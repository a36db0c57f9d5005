// src/api/mod.rs

pub mod query;
pub mod types;

pub use query::{route_query, QueryService};
//! Security alert audit trail

pub mod alert;

pub use alert::{AlertLifecycle, AlertStatus, AlertType, NewAlert, SecurityAlert};
impl<S: BlockStore> RiskEngine<S> {
    pub fn new(store: S, config: EngineConfig) -> Result<Self> {
        config.validate()?;
        let history = TransactionHistory::new(
            config.scoring.history_retention_secs,
            config.scoring.max_history_per_address,
        );
        Ok(Self {
            store,
            metrics: MetricStore::new(config.metrics.clone()),
            scorer: AnomalyScorer::new(config.scoring.clone(), config.security.clone()),
            rules: RuleEngine::new(config.security.clone()).with_history_limits(
                config.scoring.history_retention_secs,
                config.scoring.max_history_per_address,
            ),
            evaluator: AlertEvaluator::new(),
            lifecycle: AlertLifecycle::new(),
            history,
            config,
            block: None,
        })
    }

    pub fn config(&self) -> &EngineConfig {
        &self.config
    }

    pub fn store(&self) -> &S {
        &self.store
    }

    pub fn metric_store(&self) -> &MetricStore {
        &self.metrics
    }

    pub fn rule_engine(&self) -> &RuleEngine {
        &self.rules
    }

    pub fn into_store(self) -> S {
        self.store
    }

    /// Context of the open block
    pub fn current_block(&self) -> Result<&BlockContext> {
        self.block.as_ref().map(|b| &b.ctx).ok_or(SentinelError::NoActiveBlock)
    }

    fn ctx(&self) -> Result<BlockContext> {
        self.current_block().copied()
    }

    // ---- block hooks ----

    /// Open a block: record block metrics and snapshot the active rules.
    ///
    /// Rules written during the block take effect from the next block.
    pub fn begin_block(&mut self, ctx: BlockContext) -> Result<()> {
        if let Some(open) = &self.block {
            return Err(SentinelError::InvalidArgument(format!(
                "block {} is still open",
                open.ctx.height
            )));
        }
        self.metrics.update_block_metrics(&mut self.store, &ctx)?;
        let rules = self.rules.active_rules(&self.store)?;
        debug!(height = ctx.height, rules = rules.len(), "block started");
        self.block = Some(ActiveBlock { ctx, rules, next_tx: 0 });
        Ok(())
    }

    pub fn on_transaction(&mut self, tx: &TransactionData) -> Result<TransactionOutcome> {
        let block = self.block.as_mut().ok_or(SentinelError::NoActiveBlock)?;
        tx.validate()?;
        let ctx = block.ctx;
        let seq = block.next_tx;
        block.next_tx += 1;

        let address = tx.from_address.as_str();
        self.metrics
            .record_transaction(&mut self.store, &tx.module, tx.success, tx.latency_ms)?;

        let profile = load_profile(&self.store, address)?;
        let prior = self.history.load(&self.store, address)?;
        let mut analysis = self.scorer.analyze(&profile, &prior, tx, &ctx);

        let compliance = if self.config.security.enable_compliance_check {
            check_compliance(&self.store, tx)?
        } else {
            None
        };

        let snapshot: &[SecurityRule] = self.block.as_ref().map(|b| b.rules.as_slice()).unwrap_or(&[]);
        let rule_hits = self.rules.evaluate_all(
            snapshot,
            &RuleInput {
                tx,
                prior: &prior,
                ctx: &ctx,
                pattern_score: analysis.factors.pattern,
                compliance: compliance.as_ref(),
            },
        );

        let mut alert_ids = Vec::new();
        if analysis.threat_level.raises_alert() {
            alert_ids.push(self.lifecycle.create_alert(&mut self.store, &ctx, threat_alert(&analysis, tx))?);
        }
        let mut compliance_alerted = false;
        if let Some(check) = compliance.as_ref().filter(|c| c.required) {
            if check.blocks() {
                self.metrics
                    .record_compliance_block(&mut self.store, check.rule.compliance_type.as_str())?;
            }
            if check.rule.enforcement_level != EnforcementLevel::Warning {
                alert_ids.push(self.lifecycle.create_alert(&mut self.store, &ctx, compliance_alert(check, tx))?);
                compliance_alerted = true;
            }
        }
        // one alert per compliance event
        let alerting = rule_hits
            .iter()
            .filter(|h| h.alert && !(compliance_alerted && h.rule_type == RuleType::Compliance));
        for hit in alerting {
            info!(rule = %hit.rule_id, tx = %tx.hash, reason = %hit.reason, "security rule triggered");
            alert_ids.push(self.lifecycle.create_alert(&mut self.store, &ctx, rule_alert(hit, tx))?);
        }
        for id in &alert_ids {
            analysis.alerts.push(self.lifecycle.get_alert(&self.store, id)?);
        }

        // Reloaded: alert creation bumps the incident count
        let mut profile = load_profile(&self.store, address)?;
        profile.fold(
            &Observation {
                amount: tx.amount,
                hourly_count: hourly_count(&prior, ctx.time),
                location: tx.location.as_deref(),
                threat_score: analysis.threat_score,
                time: ctx.time,
            },
            self.config.scoring.profile_alpha,
            self.config.scoring.max_known_locations,
        );
        save_profile(&mut self.store, &profile)?;

        self.history.append(
            &mut self.store,
            address,
            &TxRecord {
                hash: tx.hash.clone(),
                amount: tx.amount,
                height: ctx.height,
                seq,
                time: ctx.time,
            },
        )?;

        let required = compliance
            .as_ref()
            .filter(|c| c.required)
            .map(|c| c.rule.compliance_type.as_str());
        let mut risk = load_risk_profile(&self.store, address)?;
        risk.fold(&RiskObservation {
            threat_score: analysis.threat_score,
            velocity_score: analysis.factors.velocity,
            pattern_score: analysis.factors.pattern,
            compliance_required: required,
            amount: tx.amount,
            hits: &rule_hits,
            time: ctx.time,
        });
        save_risk_profile(&mut self.store, &risk)?;

        self.metrics.observe_histogram(
            &mut self.store,
            names::TRANSACTION_AMOUNT,
            &Labels::new().with("module", tx.module.as_str()),
            tx.amount,
        )?;

        let blocked = analysis.threat_level.should_block()
            || rule_hits.iter().any(|h| h.block)
            || compliance.as_ref().is_some_and(|c| c.blocks());
        if blocked {
            warn!(tx = %tx.hash, address, threat = %analysis.threat_score, "transaction flagged for blocking");
        }

        Ok(TransactionOutcome { analysis, compliance, rule_hits, blocked })
    }

    /// Evaluate alert configs against the block's metrics and persist the hits
    pub fn on_block_end(&mut self) -> Result<Vec<Alert>> {
        let ctx = self.ctx()?;
        let snapshot = self.metrics.system_metrics(&self.store)?;
        let alerts = self.evaluator.check_alerts(&self.store, &snapshot, &ctx)?;
        for alert in &alerts {
            self.evaluator.persist_alert(&mut self.store, alert)?;
        }
        debug!(height = ctx.height, alerts = alerts.len(), "block ended");
        Ok(alerts)
    }

    pub fn commit(&mut self) -> Result<()> {
        self.store.commit()?;
        if let Some(block) = self.block.take() {
            debug!(height = block.ctx.height, "block committed");
        }
        Ok(())
    }

    pub fn rollback(&mut self) {
        self.store.rollback();
        if let Some(block) = self.block.take() {
            warn!(height = block.ctx.height, "block rolled back");
        }
    }

    /// Hex SHA-256 over every stored entry in key order
    pub fn state_hash(&self) -> Result<String> {
        let mut hasher = Sha256::new();
        for (key, value) in self.store.iter_prefix(b"")? {
            hasher.update((key.len() as u64).to_be_bytes());
            hasher.update(&key);
            hasher.update((value.len() as u64).to_be_bytes());
            hasher.update(&value);
        }
        Ok(hex::encode(hasher.finalize()))
    }

    // ---- writes made inside a block ----

    /// Run a metric recorder against the open block
    pub fn record<T, F>(&mut self, f: F) -> Result<T>
    where
        F: FnOnce(&MetricStore, &mut S, &BlockContext) -> Result<T>,
    {
        let ctx = self.ctx()?;
        f(&self.metrics, &mut self.store, &ctx)
    }

    pub fn set_alert_config(&mut self, config: &AlertConfig) -> Result<()> {
        self.ctx()?;
        self.evaluator.set_alert_config(&mut self.store, config)
    }

    pub fn remove_alert_config(&mut self, name: &str) -> Result<()> {
        self.ctx()?;
        self.evaluator.remove_alert_config(&mut self.store, name)
    }

    pub fn add_security_rule(&mut self, rule: &SecurityRule) -> Result<()> {
        let ctx = self.ctx()?;
        self.rules.add_rule(&mut self.store, rule, &ctx)
    }

    pub fn update_security_rule(&mut self, rule: &SecurityRule) -> Result<()> {
        let ctx = self.ctx()?;
        self.rules.update_rule(&mut self.store, rule, &ctx)
    }

    pub fn remove_security_rule(&mut self, id: &str) -> Result<()> {
        self.ctx()?;
        self.rules.remove_rule(&mut self.store, id)
    }

    pub fn set_compliance_rule(&mut self, rule: &ComplianceRule) -> Result<()> {
        let ctx = self.ctx()?;
        compliance::set_compliance_rule(&mut self.store, rule, &ctx)
    }

    pub fn remove_compliance_rule(&mut self, id: &str) -> Result<()> {
        self.ctx()?;
        compliance::remove_compliance_rule(&mut self.store, id)
    }

    pub fn update_alert_status(&mut self, id: &str, status: AlertStatus) -> Result<SecurityAlert> {
        let ctx = self.ctx()?;
        self.lifecycle.update_alert_status(&mut self.store, &ctx, id, status)
    }

    // ---- reads ----

    pub fn system_metrics(&self) -> Result<SystemMetrics> {
        self.metrics.system_metrics(&self.store)
    }

    pub fn queries(&self) -> QueryService<'_, S> {
        QueryService::new(&self.store, &self.metrics)
    }

    pub fn security_alert(&self, id: &str) -> Result<SecurityAlert> {
        self.lifecycle.get_alert(&self.store, id)
    }

    pub fn security_alerts(&self) -> Result<Vec<SecurityAlert>> {
        self.lifecycle.all_alerts(&self.store)
    }

    // ---- genesis ----

    /// Load a snapshot into the pending state; the caller commits
    pub fn init_genesis(&mut self, genesis: &GenesisState) -> Result<()> {
        if self.block.is_some() {
            return Err(SentinelError::InvalidArgument("genesis import inside an open block".into()));
        }
        for rule in &genesis.security_rules {
            self.rules.validate_rule(rule)?;
        }
        genesis.import(&mut self.store, &self.metrics)
    }

    pub fn export_genesis(&self) -> Result<GenesisState> {
        GenesisState::export(&self.store, &self.metrics)
    }
}
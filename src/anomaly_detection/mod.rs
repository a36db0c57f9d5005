//! Behavioral threat scoring
//!
//! Each sender address carries a [`UserBehaviorProfile`] and a short window
//! of its recent transactions. Five factor scores are computed against that
//! baseline and combined into one weighted threat score.
//!
//! ## Factors
//! - velocity: hourly count and daily volume against the profile
//! - pattern: round amounts, bursts, repeated amounts, regular timing
//! - amount: deviation from the typical amount
//! - geography: location against the profile's known set
//! - history: prior risk, account age, prior incidents

pub mod features;
pub mod history;
pub mod profile;
pub mod scorer;

pub use features::FactorScores;
pub use history::{TransactionHistory, TxRecord};
pub use profile::UserBehaviorProfile;
pub use scorer::AnomalyScorer;

use chrono::{DateTime, Utc};
use rust_decimal::Decimal;
use serde::{Deserialize, Serialize};
use std::fmt;

use crate::audit::SecurityAlert;

/// Threat level derived from the composite score
#[derive(Debug, Clone, Copy, PartialEq, Eq, PartialOrd, Ord, Hash, Serialize, Deserialize)]
#[serde(rename_all = "SCREAMING_SNAKE_CASE")]
pub enum ThreatLevel {
    Low,
    Medium,
    High,
    Critical,
}

impl ThreatLevel {
    /// Fixed bands: 90 critical, 70 high, 40 medium
    pub fn from_score(score: Decimal) -> Self {
        Self::classify(score, Decimal::from(70), Decimal::from(90))
    }

    /// Bands with configurable high and critical cut-offs
    pub fn classify(score: Decimal, alert_threshold: Decimal, block_threshold: Decimal) -> Self {
        if score >= block_threshold {
            Self::Critical
        } else if score >= alert_threshold {
            Self::High
        } else if score >= Decimal::from(40) {
            Self::Medium
        } else {
            Self::Low
        }
    }

    /// High and critical scores materialize as security alerts
    pub fn raises_alert(&self) -> bool {
        matches!(self, Self::High | Self::Critical)
    }

    pub fn should_block(&self) -> bool {
        matches!(self, Self::Critical)
    }

    pub fn recommendations(&self) -> Vec<Recommendation> {
        match self {
            Self::Critical => vec![
                Recommendation::BlockTransaction,
                Recommendation::ImmediateReview,
                Recommendation::FreezeAccount,
            ],
            Self::High => vec![
                Recommendation::RequireAdditionalAuth,
                Recommendation::ManualReview,
            ],
            Self::Medium => vec![
                Recommendation::EnhancedMonitoring,
                Recommendation::ReviewWithin24h,
            ],
            Self::Low => Vec::new(),
        }
    }

    pub fn as_str(&self) -> &'static str {
        match self {
            Self::Low => "LOW",
            Self::Medium => "MEDIUM",
            Self::High => "HIGH",
            Self::Critical => "CRITICAL",
        }
    }
}

impl fmt::Display for ThreatLevel {
    fn fmt(&self, f: &mut fmt::Formatter<'_>) -> fmt::Result {
        f.write_str(self.as_str())
    }
}

#[derive(Debug, Clone, Copy, PartialEq, Eq, Serialize, Deserialize)]
#[serde(rename_all = "SCREAMING_SNAKE_CASE")]
pub enum Recommendation {
    BlockTransaction,
    ImmediateReview,
    FreezeAccount,
    RequireAdditionalAuth,
    ManualReview,
    EnhancedMonitoring,
    #[serde(rename = "REVIEW_WITHIN_24H")]
    ReviewWithin24h,
}

/// Result of scoring one transaction
#[derive(Debug, Clone, PartialEq, Serialize, Deserialize)]
pub struct AISecurityAnalysis {
    pub transaction_id: String,
    pub address: String,
    pub height: i64,
    pub analyzed_at: DateTime<Utc>,
    pub factors: FactorScores,
    pub threat_score: Decimal,
    pub threat_level: ThreatLevel,
    pub confidence_score: Decimal,
    pub recommendations: Vec<Recommendation>,
    /// Alerts raised for this transaction, filled in by the engine
    #[serde(default)]
    pub alerts: Vec<SecurityAlert>,
}
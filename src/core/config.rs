use rust_decimal::Decimal;
use serde::{Deserialize, Serialize};
use std::path::Path;
use std::str::FromStr;

use crate::core::errors::{Result, SentinelError};

/// Metrics configuration
#[derive(Debug, Clone, PartialEq, Serialize, Deserialize)]
pub struct MetricsConfig {
    /// Prefix prepended to every exported Prometheus metric
    #[serde(default = "MetricsConfig::default_namespace")]
    pub namespace: String,

    /// Upper bounds of histogram buckets, ascending. An implicit +Inf bucket follows.
    #[serde(default = "MetricsConfig::default_histogram_buckets")]
    pub histogram_buckets: Vec<Decimal>,

    /// Smoothing factor for the average block interval
    #[serde(default = "MetricsConfig::default_block_time_alpha")]
    pub block_time_alpha: Decimal,
}

impl MetricsConfig {
    fn default_namespace() -> String {
        "sentinel".to_string()
    }
    fn default_histogram_buckets() -> Vec<Decimal> {
        [10, 100, 1_000, 10_000, 100_000, 1_000_000]
            .into_iter()
            .map(Decimal::from)
            .collect()
    }
    fn default_block_time_alpha() -> Decimal {
        Decimal::new(1, 1)
    }
}

impl Default for MetricsConfig {
    fn default() -> Self {
        Self {
            namespace: Self::default_namespace(),
            histogram_buckets: Self::default_histogram_buckets(),
            block_time_alpha: Self::default_block_time_alpha(),
        }
    }
}

/// Weights of the five threat factors
#[derive(Debug, Clone, PartialEq, Serialize, Deserialize)]
pub struct FactorWeights {
    pub velocity: Decimal,
    pub pattern: Decimal,
    pub amount: Decimal,
    pub geography: Decimal,
    pub history: Decimal,
}

impl Default for FactorWeights {
    fn default() -> Self {
        Self {
            velocity: Decimal::new(25, 2),
            pattern: Decimal::new(20, 2),
            amount: Decimal::new(25, 2),
            geography: Decimal::new(15, 2),
            history: Decimal::new(15, 2),
        }
    }
}

impl FactorWeights {
    pub fn sum(&self) -> Decimal {
        self.velocity + self.pattern + self.amount + self.geography + self.history
    }

    pub fn validate(&self) -> Result<()> {
        for (name, w) in [
            ("velocity", self.velocity),
            ("pattern", self.pattern),
            ("amount", self.amount),
            ("geography", self.geography),
            ("history", self.history),
        ] {
            if w < Decimal::ZERO || w > Decimal::ONE {
                return Err(SentinelError::Validation(format!(
                    "weight {} = {} must be within [0, 1]",
                    name, w
                )));
            }
        }
        if self.sum() != Decimal::ONE {
            return Err(SentinelError::Validation(format!(
                "factor weights must sum to 1, got {}",
                self.sum()
            )));
        }
        Ok(())
    }
}

/// Threat scoring configuration
#[derive(Debug, Clone, PartialEq, Serialize, Deserialize)]
pub struct ScoringConfig {
    #[serde(default)]
    pub weights: FactorWeights,

    /// How long per-address transaction history is kept (seconds)
    #[serde(default = "ScoringConfig::default_history_retention_secs")]
    pub history_retention_secs: i64,

    /// Upper bound on remembered transactions per address
    #[serde(default = "ScoringConfig::default_max_history_per_address")]
    pub max_history_per_address: usize,

    /// Weight of the newest observation when folding a behavior profile
    #[serde(default = "ScoringConfig::default_profile_alpha")]
    pub profile_alpha: Decimal,

    /// Interval variance (seconds squared) below which timing counts as regular
    #[serde(default = "ScoringConfig::default_low_variance_threshold")]
    pub low_variance_threshold: Decimal,

    /// Maximum locations kept in a behavior profile
    #[serde(default = "ScoringConfig::default_max_known_locations")]
    pub max_known_locations: usize,

    /// Region codes treated as resolvable. Empty means every supplied code is.
    #[serde(default)]
    pub known_regions: Vec<String>,
}

impl ScoringConfig {
    fn default_history_retention_secs() -> i64 {
        86_400
    }
    fn default_max_history_per_address() -> usize {
        1_000
    }
    fn default_profile_alpha() -> Decimal {
        Decimal::new(2, 1)
    }
    fn default_low_variance_threshold() -> Decimal {
        Decimal::from(10)
    }
    fn default_max_known_locations() -> usize {
        16
    }
}

impl Default for ScoringConfig {
    fn default() -> Self {
        Self {
            weights: FactorWeights::default(),
            history_retention_secs: Self::default_history_retention_secs(),
            max_history_per_address: Self::default_max_history_per_address(),
            profile_alpha: Self::default_profile_alpha(),
            low_variance_threshold: Self::default_low_variance_threshold(),
            max_known_locations: Self::default_max_known_locations(),
            known_regions: Vec::new(),
        }
    }
}

/// Security module switches
#[derive(Debug, Clone, PartialEq, Serialize, Deserialize)]
pub struct SecurityConfig {
    #[serde(default = "SecurityConfig::default_enabled")]
    pub enable_fraud_detection: bool,
    #[serde(default = "SecurityConfig::default_enabled")]
    pub enable_velocity_monitoring: bool,
    #[serde(default = "SecurityConfig::default_enabled")]
    pub enable_compliance_check: bool,
    /// Threat score at which the scorer raises an alert
    #[serde(default = "SecurityConfig::default_alert_threshold")]
    pub alert_threshold: Decimal,
    /// Threat score at which the scorer recommends blocking
    #[serde(default = "SecurityConfig::default_block_threshold")]
    pub block_threshold: Decimal,
}

impl SecurityConfig {
    fn default_enabled() -> bool {
        true
    }
    fn default_alert_threshold() -> Decimal {
        Decimal::from(70)
    }
    fn default_block_threshold() -> Decimal {
        Decimal::from(90)
    }
}

impl Default for SecurityConfig {
    fn default() -> Self {
        Self {
            enable_fraud_detection: true,
            enable_velocity_monitoring: true,
            enable_compliance_check: true,
            alert_threshold: Self::default_alert_threshold(),
            block_threshold: Self::default_block_threshold(),
        }
    }
}

/// Engine configuration
#[derive(Debug, Clone, PartialEq, Default, Serialize, Deserialize)]
pub struct EngineConfig {
    #[serde(default)]
    pub metrics: MetricsConfig,
    #[serde(default)]
    pub scoring: ScoringConfig,
    #[serde(default)]
    pub security: SecurityConfig,
}

impl EngineConfig {
    /// Load from a `.toml` or `.json` file
    pub fn from_file<P: AsRef<Path>>(path: P) -> anyhow::Result<Self> {
        let path = path.as_ref();
        let content = std::fs::read_to_string(path)?;
        let config: Self = match path.extension().and_then(|e| e.to_str()) {
            Some("json") => serde_json::from_str(&content)?,
            _ => toml::from_str(&content)?,
        };
        config.validate()?;
        Ok(config)
    }

    pub fn save_to_file<P: AsRef<Path>>(&self, path: P) -> anyhow::Result<()> {
        let path = path.as_ref();
        let content = match path.extension().and_then(|e| e.to_str()) {
            Some("json") => serde_json::to_string_pretty(self)?,
            _ => toml::to_string_pretty(self)?,
        };
        std::fs::write(path, content)?;
        Ok(())
    }

    /// Overlay `SENTINEL_*` environment variables onto the loaded values
    pub fn apply_env_overrides(&mut self) -> anyhow::Result<()> {
        if let Ok(ns) = std::env::var("SENTINEL_METRICS_NAMESPACE") {
            self.metrics.namespace = ns;
        }
        if let Ok(v) = std::env::var("SENTINEL_HISTORY_RETENTION_SECS") {
            self.scoring.history_retention_secs = v.parse()?;
        }
        if let Ok(v) = std::env::var("SENTINEL_PROFILE_ALPHA") {
            self.scoring.profile_alpha = Decimal::from_str(&v)?;
        }
        if let Ok(v) = std::env::var("SENTINEL_KNOWN_REGIONS") {
            self.scoring.known_regions = v
                .split(',')
                .map(|s| s.trim().to_string())
                .filter(|s| !s.is_empty())
                .collect();
        }
        if let Ok(v) = std::env::var("SENTINEL_ENABLE_FRAUD_DETECTION") {
            self.security.enable_fraud_detection = v.parse()?;
        }
        if let Ok(v) = std::env::var("SENTINEL_ENABLE_VELOCITY_MONITORING") {
            self.security.enable_velocity_monitoring = v.parse()?;
        }
        if let Ok(v) = std::env::var("SENTINEL_ENABLE_COMPLIANCE_CHECK") {
            self.security.enable_compliance_check = v.parse()?;
        }
        self.validate()?;
        Ok(())
    }

    pub fn validate(&self) -> Result<()> {
        if self.metrics.namespace.trim().is_empty() {
            return Err(SentinelError::Configuration("metrics namespace cannot be empty".into()));
        }
        if self.metrics.histogram_buckets.windows(2).any(|w| w[0] >= w[1]) {
            return Err(SentinelError::Configuration(
                "histogram buckets must be strictly ascending".into(),
            ));
        }
        let alpha = self.metrics.block_time_alpha;
        if alpha <= Decimal::ZERO || alpha > Decimal::ONE {
            return Err(SentinelError::Configuration(format!(
                "block_time_alpha {} must be within (0, 1]",
                alpha
            )));
        }
        self.scoring
            .weights
            .validate()
            .map_err(|e| SentinelError::Configuration(e.to_string()))?;
        if self.scoring.history_retention_secs <= 0 {
            return Err(SentinelError::Configuration(
                "history_retention_secs must be positive".into(),
            ));
        }
        if self.scoring.max_history_per_address == 0 {
            return Err(SentinelError::Configuration(
                "max_history_per_address must be positive".into(),
            ));
        }
        let alpha = self.scoring.profile_alpha;
        if alpha <= Decimal::ZERO || alpha > Decimal::ONE {
            return Err(SentinelError::Configuration(format!(
                "profile_alpha {} must be within (0, 1]",
                alpha
            )));
        }
        // Medium band ends at 40
        let band = Decimal::from(40)..=Decimal::ONE_HUNDRED;
        for (name, value) in [
            ("alert_threshold", self.security.alert_threshold),
            ("block_threshold", self.security.block_threshold),
        ] {
            if !band.contains(&value) {
                return Err(SentinelError::Configuration(format!(
                    "{} {} must be within [40, 100]",
                    name, value
                )));
            }
        }
        if self.security.alert_threshold > self.security.block_threshold {
            return Err(SentinelError::Configuration(
                "alert_threshold cannot exceed block_threshold".into(),
            ));
        }
        Ok(())
    }
}

#[cfg(test)]
mod tests {
    use super::*;

    #[test]
    fn test_default_config_is_valid() {
        let config = EngineConfig::default();
        assert!(config.validate().is_ok());
        assert_eq!(config.scoring.weights.sum(), Decimal::ONE);
        assert_eq!(config.security.alert_threshold, Decimal::from(70));
    }

    #[test]
    fn test_weights_must_sum_to_one() {
        let mut weights = FactorWeights::default();
        weights.history = Decimal::new(20, 2);
        let err = weights.validate().unwrap_err();
        assert!(err.to_string().contains("sum to 1"));

        let mut weights = FactorWeights::default();
        weights.velocity = Decimal::new(-5, 2);
        weights.pattern = Decimal::new(50, 2);
        assert!(weights.validate().is_err());
    }

    #[test]
    fn test_partial_toml_uses_defaults() {
        let config: EngineConfig = toml::from_str(
            r#"
            [security]
            enable_fraud_detection = false
            "#,
        )
        .unwrap();
        assert!(!config.security.enable_fraud_detection);
        assert!(config.security.enable_velocity_monitoring);
        assert_eq!(config.metrics.namespace, "sentinel");
        assert_eq!(config.scoring.history_retention_secs, 86_400);
    }

    #[test]
    fn test_unsorted_buckets_rejected() {
        let mut config = EngineConfig::default();
        config.metrics.histogram_buckets = vec![Decimal::from(10), Decimal::from(5)];
        assert!(matches!(config.validate(), Err(SentinelError::Configuration(_))));
    }
}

================================

> EXERCISE BRIEF
Look above for the line containing "tx.validate()?;". Output from there through the line containing "let profile = load_profile(&self.store, address)?;", exactly and inclusively.

> SOLUTION
        tx.validate()?;
        let ctx = block.ctx;
        let seq = block.next_tx;
        block.next_tx += 1;

        let address = tx.from_address.as_str();
        self.metrics
            .record_transaction(&mut self.store, &tx.module, tx.success, tx.latency_ms)?;

        let profile = load_profile(&self.store, address)?;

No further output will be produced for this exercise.